The Government’s inquiry into continuous disclosure obligations – are the 2021 amendments here to stay?

28 November 2023

Since legislative amendments were introduced in 2021,1 for ASIC to be successful in a civil penalty proceeding under section 674A of the Corporations Act 2001 (Cth) (Act), or for a plaintiff to be successful in a proceeding for damages, for an alleged breach of the continuous disclosure obligations, they must show that the entity and/or its officers acted with ‘knowledge, recklessness or negligence’ (2021 Amendments).

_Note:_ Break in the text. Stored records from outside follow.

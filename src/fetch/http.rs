use async_trait::async_trait;
use reqwest::Client;
use url::Url;

use super::{Category, FetchError, Transport};
use crate::config::Config;
use crate::logging::{log, obj, v_str, Domain, Level};

/// GET against `<api_base><category>` with reqwest.
pub struct HttpTransport {
    client: Client,
    base: Url,
}

impl HttpTransport {
    pub fn new(cfg: &Config) -> Self {
        let mut builder = Client::builder();
        if let Some(timeout) = cfg.http_timeout {
            builder = builder.timeout(timeout);
        }
        Self {
            client: builder.build().unwrap_or_else(|err| {
                log(
                    Level::Warn,
                    Domain::System,
                    "http_client_default",
                    obj(&[
                        ("msg", v_str("client builder failed; using defaults without timeout")),
                        ("detail", v_str(&err.to_string())),
                    ]),
                );
                Client::new()
            }),
            base: cfg.api_base.clone(),
        }
    }

    pub fn endpoint(&self, category: Category) -> Result<Url, FetchError> {
        self.base
            .join(category.relative())
            .map_err(|e| FetchError::Transport {
                category,
                detail: e.to_string(),
            })
    }
}

#[async_trait]
impl Transport for HttpTransport {
    async fn get(&self, category: Category) -> Result<Vec<u8>, FetchError> {
        let url = self.endpoint(category)?;
        let transport = |e: reqwest::Error| FetchError::Transport {
            category,
            detail: e.to_string(),
        };

        let resp = self.client.get(url).send().await.map_err(transport)?;
        if !resp.status().is_success() {
            return Err(FetchError::Status {
                category,
                status: resp.status().as_u16(),
            });
        }
        let body = resp.bytes().await.map_err(transport)?;
        Ok(body.to_vec())
    }
}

It was announced that Dr Kevin Lewis (the ASX’s former chief commercial officer) would lead the review on the impact of the 2021 Amendments (Review).2 The Treasury consultation paper of 1 November 2023 outlines the Review’s key considerations:

  1. whether the 2021 Amendments are working in support of an efficient, effective, and well-informed market;
  2. the effect of the 2021 Amendments on the quality and nature of disclosures made by listed companies;
  3. comparisons to continuous disclosure regimes in overseas jurisdictions; and
  4. whether the 2021 Amendments have given rise to any barriers that might prevent enforcement of, or compliance with, continuous disclosure obligations.3

Interested parties can make submissions to Treasury until 1 December 2023 and Dr Lewis will produce his report and recommendations to the government by 14 February 2024.

Continuous disclosure obligations

Continuous disclosure is a key obligation imposed to ensure that the market is fully informed and to maintain investor confidence. Companies listed on the ASX and other disclosing entities are required to disclose information that, if made public, a reasonable person would expect to have a material effect on the price or value of their shares.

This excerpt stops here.